Start of DATA

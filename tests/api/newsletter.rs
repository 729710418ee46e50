use reqwest::Method;
use serde_json::{json, Value};
use wiremock::matchers::{any, body_partial_json, method, path};
use wiremock::{Mock, ResponseTemplate};

use crate::helpers::{find_query, response_json, TestApp, OBJECTS_PATH, WEBHOOK_PATH};

const SUBSCRIBERS: &str = "newsletter-subscribers";

fn subscriber_object(email: &str, status: &str) -> Value {
    json!({
        "id": "sub-1",
        "title": email,
        "type": SUBSCRIBERS,
        "metadata": {
            "email": email,
            "status": status,
            "subscribed_at": "2020-01-01T00:00:00.000Z",
            "source": "footer"
        }
    })
}

async fn mount_subscriber_lookup(test_app: &TestApp, email: &str, found: Option<Value>) {
    let response = match found {
        Some(object) => ResponseTemplate::new(200).set_body_json(json!({ "objects": [object] })),
        None => ResponseTemplate::new(404),
    };

    Mock::given(method("GET"))
        .and(path(OBJECTS_PATH))
        .and(find_query(SUBSCRIBERS).with("metadata.email", email))
        .respond_with(response)
        .mount(&test_app.cosmic_server)
        .await;
}

#[tokio::test]
async fn subscribe_returns_200_and_stores_a_new_subscriber() {
    let test_app = TestApp::spawn_app().await;

    mount_subscriber_lookup(&test_app, "frank@test.com", None).await;

    Mock::given(method("POST"))
        .and(path(OBJECTS_PATH))
        .and(body_partial_json(json!({
            "title": "frank@test.com",
            "type": SUBSCRIBERS,
            "metadata": { "email": "frank@test.com", "status": "subscribed", "source": "footer" }
        })))
        .respond_with(
            ResponseTemplate::new(201)
                .set_body_json(json!({ "object": subscriber_object("frank@test.com", "subscribed") })),
        )
        .expect(1)
        .mount(&test_app.cosmic_server)
        .await;

    Mock::given(method("POST"))
        .and(path(WEBHOOK_PATH))
        .and(body_partial_json(json!({ "email": "frank@test.com", "source": "footer" })))
        .respond_with(ResponseTemplate::new(200))
        .expect(1)
        .mount(&test_app.webhook_server)
        .await;

    let response = test_app
        .post_json(
            "/api/newsletter/subscribe",
            &json!({ "email": "frank@test.com", "source": "footer" }),
        )
        .await;

    assert_eq!(200, response.status().as_u16());
    assert_eq!(
        response_json(response).await,
        json!({
            "success": true,
            "message": "Successfully subscribed to the newsletter!",
            "data": { "email": "frank@test.com" }
        })
    );
}

#[tokio::test]
async fn subscribe_returns_400_when_email_is_invalid() {
    let test_app = TestApp::spawn_app().await;

    Mock::given(any())
        .respond_with(ResponseTemplate::new(500))
        .expect(0)
        .mount(&test_app.cosmic_server)
        .await;

    let test_cases = vec![
        (json!({}), "missing email"),
        (json!({ "email": "" }), "empty email"),
        (json!({ "email": "frank.test.com" }), "email without @"),
    ];

    for (body, description) in test_cases {
        let response = test_app.post_json("/api/newsletter/subscribe", &body).await;

        assert_eq!(
            400,
            response.status().as_u16(),
            "The API did not fail with 400 Bad Request when the payload was {}.",
            description
        );
        assert_eq!(
            response_json(response).await,
            json!({ "success": false, "message": "Please provide a valid email address" })
        );
    }
}

#[tokio::test]
async fn subscribe_reports_a_duplicate_without_writing() {
    let test_app = TestApp::spawn_app().await;

    mount_subscriber_lookup(
        &test_app,
        "frank@test.com",
        Some(subscriber_object("frank@test.com", "subscribed")),
    )
    .await;

    Mock::given(method("POST"))
        .respond_with(ResponseTemplate::new(201))
        .expect(0)
        .mount(&test_app.cosmic_server)
        .await;

    Mock::given(any())
        .respond_with(ResponseTemplate::new(200))
        .expect(0)
        .mount(&test_app.webhook_server)
        .await;

    let response = test_app
        .post_json("/api/newsletter/subscribe", &json!({ "email": "frank@test.com" }))
        .await;

    assert_eq!(200, response.status().as_u16());
    assert_eq!(
        response_json(response).await,
        json!({
            "success": false,
            "message": "This email is already subscribed to our newsletter.",
            "duplicate": true
        })
    );
}

#[tokio::test]
async fn second_subscribe_of_the_same_email_is_a_duplicate() {
    let test_app = TestApp::spawn_app().await;

    // Nothing is found until the first subscription is stored
    Mock::given(method("GET"))
        .and(find_query(SUBSCRIBERS).with("metadata.email", "frank@test.com"))
        .respond_with(ResponseTemplate::new(404))
        .up_to_n_times(1)
        .mount(&test_app.cosmic_server)
        .await;
    mount_subscriber_lookup(
        &test_app,
        "frank@test.com",
        Some(subscriber_object("frank@test.com", "subscribed")),
    )
    .await;

    Mock::given(method("POST"))
        .and(path(OBJECTS_PATH))
        .respond_with(
            ResponseTemplate::new(201)
                .set_body_json(json!({ "object": subscriber_object("frank@test.com", "subscribed") })),
        )
        .expect(1)
        .mount(&test_app.cosmic_server)
        .await;

    Mock::given(any())
        .respond_with(ResponseTemplate::new(200))
        .mount(&test_app.webhook_server)
        .await;

    let body = json!({ "email": "frank@test.com" });
    let first = response_json(test_app.post_json("/api/newsletter/subscribe", &body).await).await;
    let second = response_json(test_app.post_json("/api/newsletter/subscribe", &body).await).await;

    assert_eq!(first["success"], true);
    assert_eq!(second["success"], false);
    assert_eq!(second["duplicate"], true);
}

#[tokio::test]
async fn subscribe_reactivates_an_unsubscribed_email() {
    let test_app = TestApp::spawn_app().await;

    mount_subscriber_lookup(
        &test_app,
        "frank@test.com",
        Some(subscriber_object("frank@test.com", "unsubscribed")),
    )
    .await;

    Mock::given(method("PATCH"))
        .and(path(format!("{}/sub-1", OBJECTS_PATH)))
        .and(body_partial_json(json!({ "metadata": { "status": "subscribed" } })))
        .respond_with(
            ResponseTemplate::new(200)
                .set_body_json(json!({ "object": subscriber_object("frank@test.com", "subscribed") })),
        )
        .expect(1)
        .mount(&test_app.cosmic_server)
        .await;

    Mock::given(method("POST"))
        .and(path(OBJECTS_PATH))
        .respond_with(ResponseTemplate::new(201))
        .expect(0)
        .mount(&test_app.cosmic_server)
        .await;

    Mock::given(any())
        .respond_with(ResponseTemplate::new(200))
        .expect(1)
        .mount(&test_app.webhook_server)
        .await;

    let response = test_app
        .post_json("/api/newsletter/subscribe", &json!({ "email": "frank@test.com" }))
        .await;
    let body = response_json(response).await;

    assert_eq!(body["success"], true);
    assert_eq!(body["message"], "Welcome back! You have been resubscribed.");
}

#[tokio::test]
async fn subscribe_succeeds_when_the_webhook_fails() {
    let test_app = TestApp::spawn_app().await;

    mount_subscriber_lookup(&test_app, "frank@test.com", None).await;

    Mock::given(method("POST"))
        .and(path(OBJECTS_PATH))
        .respond_with(
            ResponseTemplate::new(201)
                .set_body_json(json!({ "object": subscriber_object("frank@test.com", "subscribed") })),
        )
        .mount(&test_app.cosmic_server)
        .await;

    Mock::given(any())
        .respond_with(ResponseTemplate::new(500))
        .expect(1)
        .mount(&test_app.webhook_server)
        .await;

    let response = test_app
        .post_json("/api/newsletter/subscribe", &json!({ "email": "frank@test.com" }))
        .await;

    assert_eq!(200, response.status().as_u16());
    assert_eq!(response_json(response).await["success"], true);
}

#[tokio::test]
async fn subscribe_returns_500_when_the_backend_fails() {
    let test_app = TestApp::spawn_app().await;

    Mock::given(any())
        .respond_with(ResponseTemplate::new(500))
        .mount(&test_app.cosmic_server)
        .await;

    let response = test_app
        .post_json("/api/newsletter/subscribe", &json!({ "email": "frank@test.com" }))
        .await;

    assert_eq!(500, response.status().as_u16());
    assert_eq!(
        response_json(response).await,
        json!({ "success": false, "message": "An error occurred. Please try again later." })
    );
}

#[tokio::test]
async fn unsubscribe_of_an_unknown_email_is_not_found() {
    let test_app = TestApp::spawn_app().await;

    mount_subscriber_lookup(&test_app, "frank@test.com", None).await;

    Mock::given(method("PATCH"))
        .respond_with(ResponseTemplate::new(200))
        .expect(0)
        .mount(&test_app.cosmic_server)
        .await;

    let response = test_app
        .post_json("/api/newsletter/unsubscribe", &json!({ "email": "frank@test.com" }))
        .await;

    assert_eq!(200, response.status().as_u16());
    assert_eq!(
        response_json(response).await,
        json!({ "success": false, "message": "Email address not found in our subscriber list." })
    );
}

#[tokio::test]
async fn unsubscribe_marks_the_subscriber_as_unsubscribed() {
    let test_app = TestApp::spawn_app().await;

    mount_subscriber_lookup(
        &test_app,
        "frank@test.com",
        Some(subscriber_object("frank@test.com", "subscribed")),
    )
    .await;

    Mock::given(method("PATCH"))
        .and(path(format!("{}/sub-1", OBJECTS_PATH)))
        .and(body_partial_json(json!({ "metadata": { "status": "unsubscribed" } })))
        .respond_with(
            ResponseTemplate::new(200)
                .set_body_json(json!({ "object": subscriber_object("frank@test.com", "unsubscribed") })),
        )
        .expect(1)
        .mount(&test_app.cosmic_server)
        .await;

    let response = test_app
        .post_json("/api/newsletter/unsubscribe", &json!({ "email": "frank@test.com" }))
        .await;

    assert_eq!(200, response.status().as_u16());
    assert_eq!(
        response_json(response).await,
        json!({
            "success": true,
            "message": "You have been successfully unsubscribed from our newsletter."
        })
    );
}

#[tokio::test]
async fn unsubscribe_returns_400_when_email_is_invalid() {
    let test_app = TestApp::spawn_app().await;

    let response = test_app
        .post_json("/api/newsletter/unsubscribe", &json!({ "email": "frank.test.com" }))
        .await;

    assert_eq!(400, response.status().as_u16());
}

#[tokio::test]
async fn newsletter_endpoints_return_400_json_when_email_is_not_a_string() {
    let test_app = TestApp::spawn_app().await;

    Mock::given(any())
        .respond_with(ResponseTemplate::new(500))
        .expect(0)
        .mount(&test_app.cosmic_server)
        .await;

    let test_cases = vec![
        (json!({ "email": null }), "null email"),
        (json!({ "email": 42 }), "numeric email"),
    ];

    for endpoint in ["/api/newsletter/subscribe", "/api/newsletter/unsubscribe"] {
        for (body, description) in &test_cases {
            let response = test_app.post_json(endpoint, body).await;

            assert_eq!(
                400,
                response.status().as_u16(),
                "{} did not fail with 400 Bad Request when the payload was {}.",
                endpoint,
                description
            );
            assert_eq!(
                response_json(response).await,
                json!({ "success": false, "message": "Please provide a valid email address" })
            );
        }
    }
}

#[tokio::test]
async fn subscribe_returns_400_json_when_the_body_is_not_json() {
    let test_app = TestApp::spawn_app().await;

    Mock::given(any())
        .respond_with(ResponseTemplate::new(500))
        .expect(0)
        .mount(&test_app.cosmic_server)
        .await;

    let response = test_app
        .request(Method::POST, "/api/newsletter/subscribe")
        .header("Content-Type", "application/json")
        .body("{\"email\": ")
        .send()
        .await
        .expect("Failed to execute request.");

    assert_eq!(400, response.status().as_u16());
    assert_eq!(
        response_json(response).await,
        json!({ "success": false, "message": "Please provide a valid email address" })
    );
}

End of DATA

• **YOUR OBJECTIVE**: Please work out how many lines in the listing above contain the string "source", and answer with that number only.

• **THE ANSWER**: 4